Assim como o Brasil nunca deixa de ser o país do futuro, falta a São Paulo o salto decisivo para levar a prosperidade de bairros como os Jardins, Morumbi e Pinheiros a todos os rincões do município, como Brasilândia e Sapopemba, Jardim Nordeste e Itaquera.

No aniversário de 464 anos da cidade, listo problemas que mostram o que falta para São Paulo se igualar a metrópoles como Tóquio, Nova York e Berlim.

Rios poluídos

Em 2001, quando foi lançado um projeto de despoluição do Rio Pinheiros, por meio de flotação (um produto químico é jogado na água e faz a sujeira flutuar, tornando na teoria mais prática sua retirada), um dos membros do governo estadual disse que pretendia pescar ali mesmo um ano depois.

Em 2004, o tucano Ricardo Tripoli, que havia sido secretário de meio-ambiente no governo Mário Covas, usou a Folha de S. Paulo para detonar os críticos da flotação implantada pela administração estadual.

“Se o Estado, governado pelo PSDB, obtém sucesso nessa empreitada, transformando o entorno do Pinheiros num oásis dentro da capital de São Paulo, num grande parque público, tal feito irá eclipsar qualquer intervenção urbana que tenha sido realizada pela prefeita do PT [então era Marta Suplicy], colocando em grande risco a reeleição desta.”

Hoje, 17 anos depois, é bem seguro dizer que desde então nenhum peixe vivo foi avistado no Rio Pinheiros e que nenhum parque público “transformou o entorno” do Rio Pinheiros.
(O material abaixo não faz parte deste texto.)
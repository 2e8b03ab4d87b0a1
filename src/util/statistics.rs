use std::fmt;
use std::sync::atomic::{AtomicUsize, Ordering};

use crate::util::object_forwarding::ClaimOutcome;

/// Counts forwarding claims won and lost.
///
/// Every lost claim leaves behind a destination copy that nobody will use; the count of lost
/// claims is the amount of to-space the allocator has to reclaim. Counters are relaxed: they
/// are read after the workers have joined.
#[derive(Default)]
pub struct ForwardingStats {
    won: AtomicUsize,
    lost: AtomicUsize,
}

impl ForwardingStats {
    pub const fn new() -> Self {
        Self {
            won: AtomicUsize::new(0),
            lost: AtomicUsize::new(0),
        }
    }

    pub fn record(&self, outcome: &ClaimOutcome) {
        let counter = if outcome.is_winner() {
            &self.won
        } else {
            &self.lost
        };
        counter.fetch_add(1, Ordering::Relaxed);
    }

    pub fn won(&self) -> usize {
        self.won.load(Ordering::Relaxed)
    }

    pub fn lost(&self) -> usize {
        self.lost.load(Ordering::Relaxed)
    }

    pub fn total(&self) -> usize {
        self.won() + self.lost()
    }

    pub fn reset(&self) {
        self.won.store(0, Ordering::Relaxed);
        self.lost.store(0, Ordering::Relaxed);
    }
}

impl fmt::Debug for ForwardingStats {
    fn fmt(&self, f: &mut fmt::Formatter) -> fmt::Result {
        f.debug_struct("ForwardingStats")
            .field("won", &self.won())
            .field("lost", &self.lost())
            .finish()
    }
}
Pelo contrário, o rio, que outrora abrigava práticas como natação e remo, continua sendo um grande e malcheiroso esgoto a céu aberto. Mais de R$ 80 milhões gastos nestes anos todos inutilmente com a flotação não melhoraram a qualidade de um mísero centímetro cúbico da água.

Nossas convicções:

Despoluir o Tietê e o Pinheiros não é uma tarefa impossível. Outras metrópoles mundiais como Paris e Londres despoluíram respectivamente os rios Sena e Tâmisa, que foram no passado até mais poluídos que os rios que cortam São Paulo. O Tâmisa tinha um mau cheiro tão forte que obrigou o cancelamento de sessões do Parlamento Inglês, que fica à beira do rio. Paris possui um projeto para tornar as águas do Sena aptas para a natação até 2024. Salmões voltaram a ser presentes no rio em 2009.

São Paulo tem dinheiro para despoluir seus rios. Já foram investidos bilhões (sim, bilhões, com “b”), na despoluição do Tietê. Enquanto eles continuarem como uma mancha negra e fedorenta à beira de avenidas modernas e ricas como a Berrini, ou de construções grandiosas como o Shopping JK Iguatemi e Cidade Jardim, a cidade de São Paulo continuará um grande retrato do Brasil subdesenvolvido, onde bolsões de riqueza convivem lado a lado com a miséria e o permanente improviso urbanístico.

Trânsito

O Brasil ocupa o vergonhoso terceiro lugar entre os países que mais matam no trânsito, com 37.306 mortes e 204 mil feridos registrados em 2015. Em um país assim, uma das prioridades deveria ser evidentemente a redução do número de acidentes.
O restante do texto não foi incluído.